Crostini and bruschetta are two appetizers that are guaranteed to please time and time again. The bread—typically smaller slices of baguette or loaf bread for crostini and larger slices of rustic bread for bruschetta—acts as a built-in plate, making them the perfect finger food. They're easy to prepare and provide a base for all kinds of seasonal vegetables, fruit jam, smoked fish, briny condiments, and lots and lots of cheese. These quick and easy appetizer recipes make elevating a meal—even on weeknights—a breeze.

All crostini and bruschetta recipes start with good bread. Slices of baguette, pumpernickel, or a rustic country bread are drizzled with olive oil and baked in the oven or grilled until they're golden brown on the outside but still soft on the inside. From here, some are smeared with cheese—creamy ricotta, tangy, crumbly goat cheese, or even shreds of Manchego, Parmesan, or sharp cheddar. Add vegetables, whether grilled slices or thin shavings of raw produce, or fruit (figs are fantastic!). Then sprinkle with fresh herbs for color and fragrant flavor and dig in.

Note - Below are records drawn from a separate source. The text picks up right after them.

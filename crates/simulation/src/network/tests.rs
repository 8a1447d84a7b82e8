use bevy::ecs::system::RunSystemOnce;
use bevy::prelude::*;

use super::*;

fn region(name: &str, level: f32, need: f32, capacity: f32) -> Region {
    Region {
        name: name.to_string(),
        level,
        need,
        capacity,
    }
}

// =============================================================================
// Derived quantity tests
// =============================================================================

#[test]
fn test_deficit_when_below_need() {
    let r = region("a", 2.0, 10.0, 20.0);
    assert!((deficit(&r) - 8.0).abs() < f32::EPSILON);
}

#[test]
fn test_deficit_zero_when_at_need() {
    let r = region("a", 10.0, 10.0, 20.0);
    assert!((deficit(&r) - 0.0).abs() < f32::EPSILON);
}

#[test]
fn test_deficit_zero_when_above_need() {
    let r = region("a", 15.0, 10.0, 20.0);
    assert!((deficit(&r) - 0.0).abs() < f32::EPSILON);
}

#[test]
fn test_safe_surplus_subtracts_buffer() {
    // extra = 20 - 10 = 10, buffer = 0.10 * 30 = 3, surplus = 7.
    let r = region("a", 20.0, 10.0, 30.0);
    assert!((safe_surplus(&r, 0.10) - 7.0).abs() < 1e-5);
}

#[test]
fn test_safe_surplus_clamped_to_zero() {
    // extra = 1, buffer = 3: donating would eat into the buffer.
    let r = region("a", 11.0, 10.0, 30.0);
    assert!((safe_surplus(&r, 0.10) - 0.0).abs() < f32::EPSILON);
}

#[test]
fn test_safe_surplus_zero_margin_gives_full_extra() {
    let r = region("a", 20.0, 10.0, 30.0);
    assert!((safe_surplus(&r, 0.0) - 10.0).abs() < f32::EPSILON);
}

#[test]
fn test_safe_surplus_zero_for_needy_region() {
    let r = region("a", 5.0, 10.0, 30.0);
    assert!((safe_surplus(&r, 0.10) - 0.0).abs() < f32::EPSILON);
}

#[test]
fn test_headroom() {
    let r = region("a", 2.0, 10.0, 20.0);
    assert!((headroom(&r) - 18.0).abs() < f32::EPSILON);
}

#[test]
fn test_headroom_zero_at_capacity() {
    let r = region("a", 20.0, 10.0, 20.0);
    assert!((headroom(&r) - 0.0).abs() < f32::EPSILON);
}

// =============================================================================
// Canal index tests
// =============================================================================

fn spawn_region(world: &mut World, order: u32) -> Entity {
    world
        .spawn((region("r", 0.0, 0.0, 10.0), NetworkOrder(order)))
        .id()
}

fn spawn_canal(world: &mut World, order: u32, from: Entity, to: Entity) -> Entity {
    world.spawn((Canal::new(from, to, None), NetworkOrder(order))).id()
}

fn rebuilt_index(world: &mut World) -> &CanalIndex {
    world
        .run_system_once(rebuild_canal_index)
        .expect("rebuild system should run");
    world.resource::<CanalIndex>()
}

#[test]
fn test_index_empty_world() {
    let mut world = World::new();
    world.init_resource::<CanalIndex>();
    let index = rebuilt_index(&mut world);
    assert_eq!(index.canal_count(), 0);
    assert_eq!(index.route_count(), 0);
}

#[test]
fn test_index_buckets_by_endpoint_pair() {
    let mut world = World::new();
    world.init_resource::<CanalIndex>();
    let a = spawn_region(&mut world, 0);
    let b = spawn_region(&mut world, 1);
    let c = spawn_region(&mut world, 2);
    let ab = spawn_canal(&mut world, 0, a, b);
    let ac = spawn_canal(&mut world, 1, a, c);

    let index = rebuilt_index(&mut world);
    assert_eq!(index.canal_count(), 2);
    assert_eq!(index.route_count(), 2);
    assert_eq!(index.canals_between(a, b), Some(&[ab][..]));
    assert_eq!(index.canals_between(a, c), Some(&[ac][..]));
    assert_eq!(index.canals_between(b, a), None);
}

#[test]
fn test_index_parallel_canals_keep_spawn_order() {
    let mut world = World::new();
    world.init_resource::<CanalIndex>();
    let a = spawn_region(&mut world, 0);
    let b = spawn_region(&mut world, 1);
    let first = spawn_canal(&mut world, 0, a, b);
    let second = spawn_canal(&mut world, 1, a, b);

    let index = rebuilt_index(&mut world);
    assert_eq!(index.route_count(), 1);
    assert_eq!(index.canals_between(a, b), Some(&[first, second][..]));
}

#[test]
fn test_index_keeps_canal_without_source() {
    // Absent water sources are a transfer-time concern; the index still
    // records the canal.
    let mut world = World::new();
    world.init_resource::<CanalIndex>();
    let a = spawn_region(&mut world, 0);
    let b = spawn_region(&mut world, 1);
    spawn_canal(&mut world, 0, a, b);

    let index = rebuilt_index(&mut world);
    assert_eq!(index.canal_count(), 1);
    assert!(index.canals_between(a, b).is_some());
}

#[test]
fn test_index_rebuilds_after_despawn() {
    let mut world = World::new();
    world.init_resource::<CanalIndex>();
    let a = spawn_region(&mut world, 0);
    let b = spawn_region(&mut world, 1);
    let ab = spawn_canal(&mut world, 0, a, b);
    rebuilt_index(&mut world);

    world.despawn(ab);
    let index = rebuilt_index(&mut world);
    assert_eq!(index.canal_count(), 0);
    assert_eq!(index.canals_between(a, b), None);
}
use bevy::prelude::*;
use std::collections::HashMap;

use super::types::{Canal, NetworkOrder};
use crate::SimulationSet;

// =============================================================================
// Canal index
// =============================================================================

/// Derived lookup from (donor region, destination region) to the canals
/// connecting them, in canal spawn order.
///
/// Built by [`rebuild_canal_index`] whenever the canal set changes and
/// read-only during the hour's transfer loop. Every canal lands in exactly
/// one bucket; canals without a water source are indexed too, since
/// eligibility is checked at transfer time.
#[derive(Resource, Debug, Default)]
pub struct CanalIndex {
    routes: HashMap<(Entity, Entity), Vec<Entity>>,
    indexed_canals: usize,
}

impl CanalIndex {
    /// The canals running from `donor` to `target`, if any exist.
    pub fn canals_between(&self, donor: Entity, target: Entity) -> Option<&[Entity]> {
        self.routes.get(&(donor, target)).map(Vec::as_slice)
    }

    /// Number of (donor, target) pairs with at least one canal.
    pub fn route_count(&self) -> usize {
        self.routes.len()
    }

    /// Number of canals currently indexed.
    pub fn canal_count(&self) -> usize {
        self.indexed_canals
    }

    /// Rebuild from scratch: one O(n) pass over the canal set.
    fn rebuild(&mut self, canals: &[(Entity, NetworkOrder, Entity, Entity)]) {
        self.routes.clear();
        for (canal, _, from, to) in canals {
            self.routes.entry((*from, *to)).or_default().push(*canal);
        }
        self.indexed_canals = canals.len();
    }
}

// =============================================================================
// Systems
// =============================================================================

/// System: rebuild the canal index when canals have been spawned or
/// despawned. Runs in `PreSim`, before the allocation pass reads it.
pub fn rebuild_canal_index(
    mut index: ResMut<CanalIndex>,
    canals: Query<(Entity, &NetworkOrder, &Canal)>,
    added: Query<(), Added<Canal>>,
) {
    let dirty = !added.is_empty() || index.canal_count() != canals.iter().len();
    if !dirty {
        return;
    }

    // Sort by spawn ordinal so each bucket's canal list order is stable.
    let mut entries: Vec<(Entity, NetworkOrder, Entity, Entity)> = canals
        .iter()
        .map(|(entity, order, canal)| {
            (entity, *order, canal.source_region, canal.destination_region)
        })
        .collect();
    entries.sort_by_key(|(_, order, _, _)| *order);

    index.rebuild(&entries);
    debug!(
        "canal index rebuilt: {} canals across {} routes",
        index.canal_count(),
        index.route_count()
    );
}

// =============================================================================
// Plugin
// =============================================================================

pub struct TopologyPlugin;

impl Plugin for TopologyPlugin {
    fn build(&self, app: &mut App) {
        app.init_resource::<CanalIndex>().add_systems(
            FixedUpdate,
            rebuild_canal_index.in_set(SimulationSet::PreSim),
        );
    }
}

During summer, there's nothing like tomato-topped bruschetta. We have recipes that call for both raw tomatoes, where the color and flavor of heirloom varieties shine, as well as grilled tomatoes, which bring a smoky, charred flavor. Pair with garlic and basil, of course, for a quintessential Italian recipe. To ensure that the bread doesn't get soggy from the juicy tomatoes, toast the bread for a few extra minutes so that it's extra-crispy, a hallmark of bruschetta.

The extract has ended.